* [YOUR GOAL]:
Please set down, word for word, each line from the one containing "Expected number of samples" through the final line of the records below, both included, and nothing else.

* [EXERCISE DATA]:
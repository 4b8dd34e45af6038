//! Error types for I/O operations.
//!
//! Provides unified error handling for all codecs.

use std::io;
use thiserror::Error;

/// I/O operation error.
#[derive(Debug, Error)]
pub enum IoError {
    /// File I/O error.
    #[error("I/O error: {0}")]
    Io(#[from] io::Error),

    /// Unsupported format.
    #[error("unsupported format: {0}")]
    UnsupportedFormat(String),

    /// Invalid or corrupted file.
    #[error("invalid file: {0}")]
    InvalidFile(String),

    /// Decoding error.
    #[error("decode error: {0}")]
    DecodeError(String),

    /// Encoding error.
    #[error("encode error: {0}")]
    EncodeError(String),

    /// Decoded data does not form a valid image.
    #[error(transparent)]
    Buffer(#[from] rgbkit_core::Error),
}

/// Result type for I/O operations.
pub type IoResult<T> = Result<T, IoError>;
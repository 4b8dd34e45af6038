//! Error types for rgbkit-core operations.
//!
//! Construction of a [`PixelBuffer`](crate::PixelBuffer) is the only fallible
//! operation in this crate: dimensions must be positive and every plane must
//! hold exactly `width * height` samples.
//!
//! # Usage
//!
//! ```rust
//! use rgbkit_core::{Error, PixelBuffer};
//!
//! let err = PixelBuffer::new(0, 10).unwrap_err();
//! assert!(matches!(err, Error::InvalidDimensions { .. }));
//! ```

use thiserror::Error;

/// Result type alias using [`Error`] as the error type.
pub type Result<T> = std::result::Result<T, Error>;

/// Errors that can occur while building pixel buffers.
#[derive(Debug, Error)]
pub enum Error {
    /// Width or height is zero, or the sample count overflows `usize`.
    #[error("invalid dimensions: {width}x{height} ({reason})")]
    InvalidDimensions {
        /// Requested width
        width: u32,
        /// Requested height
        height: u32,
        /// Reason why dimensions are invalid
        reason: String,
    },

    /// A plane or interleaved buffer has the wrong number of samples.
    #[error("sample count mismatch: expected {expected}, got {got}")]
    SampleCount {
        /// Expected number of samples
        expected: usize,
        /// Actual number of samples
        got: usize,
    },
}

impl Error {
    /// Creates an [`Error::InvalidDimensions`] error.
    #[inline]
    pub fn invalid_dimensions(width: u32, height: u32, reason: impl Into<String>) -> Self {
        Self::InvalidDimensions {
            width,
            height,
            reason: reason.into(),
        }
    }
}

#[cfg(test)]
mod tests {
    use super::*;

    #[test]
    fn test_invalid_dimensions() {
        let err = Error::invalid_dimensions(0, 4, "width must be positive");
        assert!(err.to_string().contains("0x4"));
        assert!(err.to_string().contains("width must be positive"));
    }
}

* [SOLUTION]:
        /// Expected number of samples
        expected: usize,
        /// Actual number of samples
        got: usize,
    },
}

impl Error {
    /// Creates an [`Error::InvalidDimensions`] error.
    #[inline]
    pub fn invalid_dimensions(width: u32, height: u32, reason: impl Into<String>) -> Self {
        Self::InvalidDimensions {
            width,
            height,
            reason: reason.into(),
        }
    }
}

#[cfg(test)]
mod tests {
    use super::*;

    #[test]
    fn test_invalid_dimensions() {
        let err = Error::invalid_dimensions(0, 4, "width must be positive");
        assert!(err.to_string().contains("0x4"));
        assert!(err.to_string().contains("width must be positive"));
    }
}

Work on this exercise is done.